- **EXERCISE**:
Each line of the entries below that holds "CompanyRegistry" is needed, copied in full.

- **RECORDS FOR THIS TASK**:
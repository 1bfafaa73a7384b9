//! Two-tier relevance filtering of discovered report candidates.
//!
//! Relevance is decided against two window boundaries:
//!
//! - at or after `newer_start`: recent enough that every document matters,
//!   kept unconditionally;
//! - inside `[older_start, newer_start)`: kept only when the title carries
//!   one of the required keywords (full statements, not every quarterly
//!   note);
//! - before `older_start`, sentinel dates included: dropped.
//!
//! Survivors are sorted newest-first and capped at the per-company limit
//! the downstream PDF analysis can absorb.

use crate::models::{ReportCandidate, ReportRegistry};
use crate::registry::CompanyRegistry;
use chrono::NaiveDate;
use std::collections::HashMap;
use tracing::{debug, info, instrument};

/// Date window and keyword rules for selecting candidates.
#[derive(Debug, Clone)]
pub struct RelevanceRules {
    /// Start of the keyword-gated window.
    pub older_start: NaiveDate,
    /// Start of the keep-everything window.
    pub newer_start: NaiveDate,
    /// Lowercased keywords; one must appear in an in-window title.
    keywords: Vec<String>,
    /// Per-company cap on selected reports, newest first.
    pub top: usize,
}

impl RelevanceRules {
    pub fn new(
        older_start: NaiveDate,
        newer_start: NaiveDate,
        keywords: &[String],
        top: usize,
    ) -> Self {
        Self {
            older_start,
            newer_start,
            keywords: keywords.iter().map(|k| k.to_lowercase()).collect(),
            top,
        }
    }

    /// Apply the window/keyword rule to one candidate.
    pub fn is_relevant(&self, candidate: &ReportCandidate) -> bool {
        if candidate.inferred_date >= self.newer_start {
            return true;
        }
        if candidate.inferred_date >= self.older_start {
            let title = candidate.title.to_lowercase();
            return self.keywords.iter().any(|k| title.contains(k.as_str()));
        }
        false
    }
}

/// Select the relevant candidates for every tracked company.
///
/// Every company in `registry` gets an entry, possibly empty — partial
/// results are expected output, not an error. Per company the survivors
/// are sorted by inferred date descending and truncated to `rules.top`.
#[instrument(level = "info", skip_all)]
pub fn select_relevant(
    reports: &ReportRegistry,
    registry: &CompanyRegistry,
    rules: &RelevanceRules,
) -> HashMap<String, Vec<ReportCandidate>> {
    let mut selected = HashMap::new();
    for company in registry.companies() {
        let mut kept: Vec<ReportCandidate> = reports
            .reports(&company.symbol)
            .iter()
            .filter(|c| rules.is_relevant(c))
            .cloned()
            .collect();
        kept.sort_by(|a, b| b.inferred_date.cmp(&a.inferred_date));
        kept.truncate(rules.top);
        debug!(
            symbol = %company.symbol,
            discovered = reports.reports(&company.symbol).len(),
            kept = kept.len(),
            "Relevance filter applied"
        );
        selected.insert(company.symbol.clone(), kept);
    }
    let total: usize = selected.values().map(Vec::len).sum();
    info!(total, companies = selected.len(), "Relevance selection done");
    selected
}

#[cfg(test)]
mod tests {
    use super::*;
    use crate::dates::sentinel_date;

    fn ymd(y: i32, m: u32, d: u32) -> NaiveDate {
        NaiveDate::from_ymd_opt(y, m, d).unwrap()
    }

    fn candidate(title: &str, date: NaiveDate) -> ReportCandidate {
        ReportCandidate {
            title: title.to_string(),
            url: format!("https://www.brvm.org/{}.pdf", title.replace(' ', "-")),
            raw_date_text: title.to_string(),
            inferred_date: date,
            owner_symbol: "SNTS".to_string(),
        }
    }

    fn rules() -> RelevanceRules {
        RelevanceRules::new(
            ymd(2024, 1, 1),
            ymd(2025, 1, 1),
            &["états financiers".to_string()],
            5,
        )
    }

    #[test]
    fn test_in_window_needs_keyword() {
        let rules = rules();
        assert!(!rules.is_relevant(&candidate("Note trimestrielle", ymd(2024, 6, 15))));
        assert!(rules.is_relevant(&candidate("États financiers certifiés", ymd(2024, 6, 15))));
    }

    #[test]
    fn test_recent_kept_unconditionally() {
        let rules = rules();
        assert!(rules.is_relevant(&candidate("Note trimestrielle", ymd(2025, 3, 1))));
        assert!(rules.is_relevant(&candidate("n'importe quoi", ymd(2025, 1, 1))));
    }

    #[test]
    fn test_old_and_sentinel_dropped() {
        let rules = rules();
        assert!(!rules.is_relevant(&candidate("États financiers 2021", ymd(2023, 12, 31))));
        assert!(!rules.is_relevant(&candidate("États financiers", sentinel_date())));
    }

    #[test]
    fn test_keyword_match_is_case_insensitive() {
        let rules = RelevanceRules::new(
            ymd(2024, 1, 1),
            ymd(2025, 1, 1),
            &["ÉTATS FINANCIERS".to_string()],
            5,
        );
        assert!(rules.is_relevant(&candidate("états financiers annuels", ymd(2024, 3, 1))));
    }

    #[test]
    fn test_selection_sorted_desc_and_capped() {
        let registry = crate::registry::CompanyRegistry::from_yaml(
            r#"
- symbol: SNTS
  name: SONATEL SN
  aliases: [sonatel]
- symbol: NTLC
  name: NESTLE CI
  aliases: [nestle]
"#,
        )
        .unwrap();
        let mut reports = ReportRegistry::new();
        for (i, month) in [3u32, 9, 6, 12].iter().enumerate() {
            reports.insert(
                "SNTS",
                candidate(&format!("rapport {i}"), ymd(2025, *month, 1)),
            );
        }

        let rules = RelevanceRules::new(
            ymd(2024, 1, 1),
            ymd(2025, 1, 1),
            &["états financiers".to_string()],
            3,
        );
        let selected = select_relevant(&reports, &registry, &rules);

        let dates: Vec<NaiveDate> = selected["SNTS"].iter().map(|c| c.inferred_date).collect();
        assert_eq!(dates, vec![ymd(2025, 12, 1), ymd(2025, 9, 1), ymd(2025, 6, 1)]);
        // Companies with nothing discovered still appear, empty.
        assert!(selected["NTLC"].is_empty());
    }
}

- **OUTPUT FOR THIS TASK**:
use crate::registry::CompanyRegistry;
    registry: &CompanyRegistry,
        let registry = crate::registry::CompanyRegistry::from_yaml(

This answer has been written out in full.